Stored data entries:
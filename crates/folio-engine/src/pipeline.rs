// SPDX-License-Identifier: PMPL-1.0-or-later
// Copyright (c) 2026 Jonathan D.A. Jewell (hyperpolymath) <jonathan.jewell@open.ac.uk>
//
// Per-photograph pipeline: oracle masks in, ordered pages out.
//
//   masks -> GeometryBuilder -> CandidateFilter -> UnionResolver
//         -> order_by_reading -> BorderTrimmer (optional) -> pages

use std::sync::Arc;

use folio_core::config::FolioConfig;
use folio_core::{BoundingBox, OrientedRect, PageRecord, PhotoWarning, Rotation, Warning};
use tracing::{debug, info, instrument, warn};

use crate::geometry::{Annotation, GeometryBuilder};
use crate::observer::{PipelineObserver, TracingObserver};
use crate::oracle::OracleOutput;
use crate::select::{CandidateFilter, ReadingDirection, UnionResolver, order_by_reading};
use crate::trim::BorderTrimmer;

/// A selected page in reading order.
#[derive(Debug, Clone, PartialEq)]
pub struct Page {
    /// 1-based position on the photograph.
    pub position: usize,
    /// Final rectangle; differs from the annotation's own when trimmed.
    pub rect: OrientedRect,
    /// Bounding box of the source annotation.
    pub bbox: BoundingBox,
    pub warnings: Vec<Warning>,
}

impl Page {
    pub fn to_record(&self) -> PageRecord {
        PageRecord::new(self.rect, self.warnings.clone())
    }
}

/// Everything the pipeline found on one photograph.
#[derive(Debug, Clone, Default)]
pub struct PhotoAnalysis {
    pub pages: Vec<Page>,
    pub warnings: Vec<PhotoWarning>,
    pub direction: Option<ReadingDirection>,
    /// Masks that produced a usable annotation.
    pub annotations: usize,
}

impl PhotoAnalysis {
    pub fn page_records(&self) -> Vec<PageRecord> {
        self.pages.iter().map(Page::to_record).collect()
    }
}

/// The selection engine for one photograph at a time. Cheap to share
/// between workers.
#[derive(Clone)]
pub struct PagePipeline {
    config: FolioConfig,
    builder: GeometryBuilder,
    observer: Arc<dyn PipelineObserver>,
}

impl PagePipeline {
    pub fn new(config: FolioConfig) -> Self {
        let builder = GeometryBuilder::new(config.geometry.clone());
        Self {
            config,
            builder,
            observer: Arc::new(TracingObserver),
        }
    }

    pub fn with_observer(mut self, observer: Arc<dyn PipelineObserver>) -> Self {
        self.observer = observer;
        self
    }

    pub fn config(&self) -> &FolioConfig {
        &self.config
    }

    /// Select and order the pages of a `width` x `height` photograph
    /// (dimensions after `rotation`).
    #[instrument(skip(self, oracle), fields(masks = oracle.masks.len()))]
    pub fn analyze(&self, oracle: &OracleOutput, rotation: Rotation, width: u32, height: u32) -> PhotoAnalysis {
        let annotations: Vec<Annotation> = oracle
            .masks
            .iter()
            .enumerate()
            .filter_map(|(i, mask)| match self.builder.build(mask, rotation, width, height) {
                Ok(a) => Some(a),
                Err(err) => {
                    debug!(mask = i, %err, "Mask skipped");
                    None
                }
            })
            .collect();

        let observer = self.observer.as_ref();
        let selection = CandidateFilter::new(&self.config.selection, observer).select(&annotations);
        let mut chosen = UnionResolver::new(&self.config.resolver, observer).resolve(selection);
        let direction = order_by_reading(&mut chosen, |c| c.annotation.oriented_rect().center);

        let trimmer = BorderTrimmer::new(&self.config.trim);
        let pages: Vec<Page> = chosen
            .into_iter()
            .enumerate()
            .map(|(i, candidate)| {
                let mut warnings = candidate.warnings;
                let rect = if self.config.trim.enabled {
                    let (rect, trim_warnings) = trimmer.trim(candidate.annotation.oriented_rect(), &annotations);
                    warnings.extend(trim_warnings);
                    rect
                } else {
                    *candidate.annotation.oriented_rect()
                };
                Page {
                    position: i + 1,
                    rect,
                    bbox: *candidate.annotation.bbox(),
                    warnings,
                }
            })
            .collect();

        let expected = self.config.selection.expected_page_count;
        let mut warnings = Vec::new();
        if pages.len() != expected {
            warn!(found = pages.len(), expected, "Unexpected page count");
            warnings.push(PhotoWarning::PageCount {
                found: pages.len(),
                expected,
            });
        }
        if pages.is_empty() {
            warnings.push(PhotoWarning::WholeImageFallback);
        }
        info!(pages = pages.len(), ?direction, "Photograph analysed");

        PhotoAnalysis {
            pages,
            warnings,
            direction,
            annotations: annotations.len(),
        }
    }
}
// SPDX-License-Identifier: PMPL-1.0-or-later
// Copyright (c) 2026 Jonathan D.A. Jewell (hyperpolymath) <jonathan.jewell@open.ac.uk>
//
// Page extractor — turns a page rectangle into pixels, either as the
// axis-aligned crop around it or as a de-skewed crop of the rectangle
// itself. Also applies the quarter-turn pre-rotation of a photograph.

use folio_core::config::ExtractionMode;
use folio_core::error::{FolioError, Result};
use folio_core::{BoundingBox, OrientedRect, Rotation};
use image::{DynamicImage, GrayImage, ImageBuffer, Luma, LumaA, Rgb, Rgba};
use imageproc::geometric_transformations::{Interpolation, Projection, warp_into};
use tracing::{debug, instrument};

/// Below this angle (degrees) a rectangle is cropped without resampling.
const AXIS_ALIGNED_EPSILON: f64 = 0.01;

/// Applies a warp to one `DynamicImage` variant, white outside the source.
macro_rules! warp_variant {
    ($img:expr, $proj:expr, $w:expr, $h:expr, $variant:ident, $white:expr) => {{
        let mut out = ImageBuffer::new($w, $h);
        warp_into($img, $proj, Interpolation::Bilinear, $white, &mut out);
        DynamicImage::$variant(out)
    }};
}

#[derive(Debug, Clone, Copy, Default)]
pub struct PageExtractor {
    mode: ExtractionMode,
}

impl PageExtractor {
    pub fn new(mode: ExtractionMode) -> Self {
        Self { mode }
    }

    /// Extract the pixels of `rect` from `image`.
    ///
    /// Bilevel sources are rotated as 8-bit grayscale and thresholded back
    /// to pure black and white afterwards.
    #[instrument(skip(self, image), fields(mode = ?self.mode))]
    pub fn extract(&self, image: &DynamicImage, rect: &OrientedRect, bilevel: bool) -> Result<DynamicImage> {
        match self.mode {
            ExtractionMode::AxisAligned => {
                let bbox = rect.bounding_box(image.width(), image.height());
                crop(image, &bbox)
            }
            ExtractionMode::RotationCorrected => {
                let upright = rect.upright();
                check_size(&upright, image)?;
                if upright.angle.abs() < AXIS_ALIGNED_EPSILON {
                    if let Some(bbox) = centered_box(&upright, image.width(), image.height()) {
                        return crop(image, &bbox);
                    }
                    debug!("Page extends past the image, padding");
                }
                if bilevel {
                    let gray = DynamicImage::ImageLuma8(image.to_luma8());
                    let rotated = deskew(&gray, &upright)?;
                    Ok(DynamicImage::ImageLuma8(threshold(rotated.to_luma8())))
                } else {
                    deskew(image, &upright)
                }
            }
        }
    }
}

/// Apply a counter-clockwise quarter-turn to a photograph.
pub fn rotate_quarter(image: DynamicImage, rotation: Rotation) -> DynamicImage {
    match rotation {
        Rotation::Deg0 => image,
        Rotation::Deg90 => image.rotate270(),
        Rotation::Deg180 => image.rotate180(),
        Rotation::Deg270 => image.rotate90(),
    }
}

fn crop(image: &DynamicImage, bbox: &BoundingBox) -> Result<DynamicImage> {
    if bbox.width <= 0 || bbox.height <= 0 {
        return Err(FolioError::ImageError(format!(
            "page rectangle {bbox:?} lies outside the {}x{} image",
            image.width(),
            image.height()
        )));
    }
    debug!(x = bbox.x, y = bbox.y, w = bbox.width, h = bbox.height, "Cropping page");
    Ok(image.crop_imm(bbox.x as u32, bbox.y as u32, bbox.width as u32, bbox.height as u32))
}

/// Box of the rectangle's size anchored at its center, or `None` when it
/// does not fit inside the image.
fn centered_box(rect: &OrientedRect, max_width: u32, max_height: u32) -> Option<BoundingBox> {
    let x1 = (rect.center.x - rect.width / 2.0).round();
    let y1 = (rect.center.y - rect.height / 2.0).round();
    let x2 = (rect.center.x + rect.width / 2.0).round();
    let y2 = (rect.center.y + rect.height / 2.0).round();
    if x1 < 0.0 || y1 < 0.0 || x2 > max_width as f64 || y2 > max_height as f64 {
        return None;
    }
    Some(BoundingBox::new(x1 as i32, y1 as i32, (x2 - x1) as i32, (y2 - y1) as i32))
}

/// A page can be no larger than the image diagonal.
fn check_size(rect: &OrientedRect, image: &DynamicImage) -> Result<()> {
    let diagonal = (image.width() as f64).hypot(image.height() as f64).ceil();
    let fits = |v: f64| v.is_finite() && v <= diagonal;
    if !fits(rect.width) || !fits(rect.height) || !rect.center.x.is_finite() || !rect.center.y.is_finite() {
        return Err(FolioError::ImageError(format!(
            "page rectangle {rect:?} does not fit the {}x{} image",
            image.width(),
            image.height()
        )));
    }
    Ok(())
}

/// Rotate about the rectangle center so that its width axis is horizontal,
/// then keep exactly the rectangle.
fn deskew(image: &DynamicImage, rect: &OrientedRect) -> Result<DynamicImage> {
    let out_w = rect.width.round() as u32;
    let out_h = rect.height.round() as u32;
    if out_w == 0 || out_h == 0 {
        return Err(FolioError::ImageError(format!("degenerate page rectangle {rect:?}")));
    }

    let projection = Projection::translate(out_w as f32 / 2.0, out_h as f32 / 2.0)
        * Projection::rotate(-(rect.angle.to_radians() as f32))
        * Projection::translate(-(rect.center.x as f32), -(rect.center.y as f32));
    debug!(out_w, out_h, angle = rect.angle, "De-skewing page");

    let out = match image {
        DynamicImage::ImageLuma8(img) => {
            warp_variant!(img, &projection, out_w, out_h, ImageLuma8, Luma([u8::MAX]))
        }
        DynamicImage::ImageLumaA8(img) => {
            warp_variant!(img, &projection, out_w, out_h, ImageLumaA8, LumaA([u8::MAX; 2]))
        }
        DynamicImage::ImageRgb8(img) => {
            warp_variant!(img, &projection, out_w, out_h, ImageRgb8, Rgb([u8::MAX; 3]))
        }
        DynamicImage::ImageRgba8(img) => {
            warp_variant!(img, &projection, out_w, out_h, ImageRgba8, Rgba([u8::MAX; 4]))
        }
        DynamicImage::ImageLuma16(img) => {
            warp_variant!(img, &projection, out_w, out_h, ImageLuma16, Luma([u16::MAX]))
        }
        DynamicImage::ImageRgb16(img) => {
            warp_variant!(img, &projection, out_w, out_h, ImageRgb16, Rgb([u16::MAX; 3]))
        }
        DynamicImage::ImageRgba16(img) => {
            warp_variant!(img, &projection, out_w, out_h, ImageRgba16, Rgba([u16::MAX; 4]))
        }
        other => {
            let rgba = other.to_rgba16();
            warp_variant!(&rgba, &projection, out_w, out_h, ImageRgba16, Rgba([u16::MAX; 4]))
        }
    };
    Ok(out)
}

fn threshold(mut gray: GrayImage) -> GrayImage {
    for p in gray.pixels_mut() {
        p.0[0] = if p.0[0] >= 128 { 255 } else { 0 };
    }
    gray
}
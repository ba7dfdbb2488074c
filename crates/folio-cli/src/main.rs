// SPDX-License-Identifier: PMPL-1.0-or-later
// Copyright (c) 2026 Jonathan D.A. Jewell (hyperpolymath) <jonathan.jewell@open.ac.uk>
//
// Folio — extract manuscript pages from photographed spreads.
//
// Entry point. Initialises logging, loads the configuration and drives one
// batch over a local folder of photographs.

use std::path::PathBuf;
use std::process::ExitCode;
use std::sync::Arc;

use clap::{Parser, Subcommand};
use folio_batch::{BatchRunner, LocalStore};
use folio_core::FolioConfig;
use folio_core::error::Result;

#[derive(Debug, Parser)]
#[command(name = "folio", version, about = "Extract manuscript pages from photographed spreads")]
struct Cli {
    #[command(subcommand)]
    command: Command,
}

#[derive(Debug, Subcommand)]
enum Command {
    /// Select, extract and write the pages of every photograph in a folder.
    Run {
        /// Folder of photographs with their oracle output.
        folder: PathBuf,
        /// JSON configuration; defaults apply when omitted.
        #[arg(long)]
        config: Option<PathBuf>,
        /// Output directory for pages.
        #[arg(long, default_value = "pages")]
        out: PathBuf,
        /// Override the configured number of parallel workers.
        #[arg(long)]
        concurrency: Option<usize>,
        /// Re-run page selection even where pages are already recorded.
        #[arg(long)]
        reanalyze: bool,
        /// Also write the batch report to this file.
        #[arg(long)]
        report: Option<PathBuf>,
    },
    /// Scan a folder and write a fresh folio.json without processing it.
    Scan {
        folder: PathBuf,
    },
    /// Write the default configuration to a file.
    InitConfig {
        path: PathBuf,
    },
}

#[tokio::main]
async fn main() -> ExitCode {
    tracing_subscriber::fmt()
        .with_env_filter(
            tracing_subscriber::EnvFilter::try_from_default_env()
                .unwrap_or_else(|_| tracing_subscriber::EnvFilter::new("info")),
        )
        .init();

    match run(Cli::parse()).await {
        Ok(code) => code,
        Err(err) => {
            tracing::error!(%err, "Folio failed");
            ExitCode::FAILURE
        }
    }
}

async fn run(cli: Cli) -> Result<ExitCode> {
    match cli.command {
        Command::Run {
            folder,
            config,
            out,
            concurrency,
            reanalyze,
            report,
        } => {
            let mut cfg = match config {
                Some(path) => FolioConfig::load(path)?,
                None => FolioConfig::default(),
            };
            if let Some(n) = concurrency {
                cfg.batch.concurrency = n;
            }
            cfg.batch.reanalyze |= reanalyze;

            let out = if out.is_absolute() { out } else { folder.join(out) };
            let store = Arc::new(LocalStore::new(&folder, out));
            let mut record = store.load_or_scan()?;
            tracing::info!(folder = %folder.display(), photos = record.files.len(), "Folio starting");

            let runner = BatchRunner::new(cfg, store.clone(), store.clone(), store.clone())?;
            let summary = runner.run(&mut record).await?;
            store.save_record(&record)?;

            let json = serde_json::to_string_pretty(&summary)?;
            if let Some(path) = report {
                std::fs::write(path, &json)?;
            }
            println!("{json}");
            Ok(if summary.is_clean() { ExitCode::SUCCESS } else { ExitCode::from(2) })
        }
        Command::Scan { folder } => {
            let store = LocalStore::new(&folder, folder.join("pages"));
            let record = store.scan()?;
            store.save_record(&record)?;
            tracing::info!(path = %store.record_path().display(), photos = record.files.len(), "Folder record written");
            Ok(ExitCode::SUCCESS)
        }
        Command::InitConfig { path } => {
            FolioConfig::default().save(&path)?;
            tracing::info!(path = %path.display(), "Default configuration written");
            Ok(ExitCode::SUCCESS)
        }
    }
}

- _YOUR GOAL_: Repeat exactly, and only, the lines from the one containing "store.clone(), store.clone(), store.clone())?;" through the last line above.

- _FINISHED TASK_:
            let runner = BatchRunner::new(cfg, store.clone(), store.clone(), store.clone())?;
            let summary = runner.run(&mut record).await?;
            store.save_record(&record)?;

            let json = serde_json::to_string_pretty(&summary)?;
            if let Some(path) = report {
                std::fs::write(path, &json)?;
            }
            println!("{json}");
            Ok(if summary.is_clean() { ExitCode::SUCCESS } else { ExitCode::from(2) })
        }
        Command::Scan { folder } => {
            let store = LocalStore::new(&folder, folder.join("pages"));
            let record = store.scan()?;
            store.save_record(&record)?;
            tracing::info!(path = %store.record_path().display(), photos = record.files.len(), "Folder record written");
            Ok(ExitCode::SUCCESS)
        }
        Command::InitConfig { path } => {
            FolioConfig::default().save(&path)?;
            tracing::info!(path = %path.display(), "Default configuration written");
            Ok(ExitCode::SUCCESS)
        }
    }
}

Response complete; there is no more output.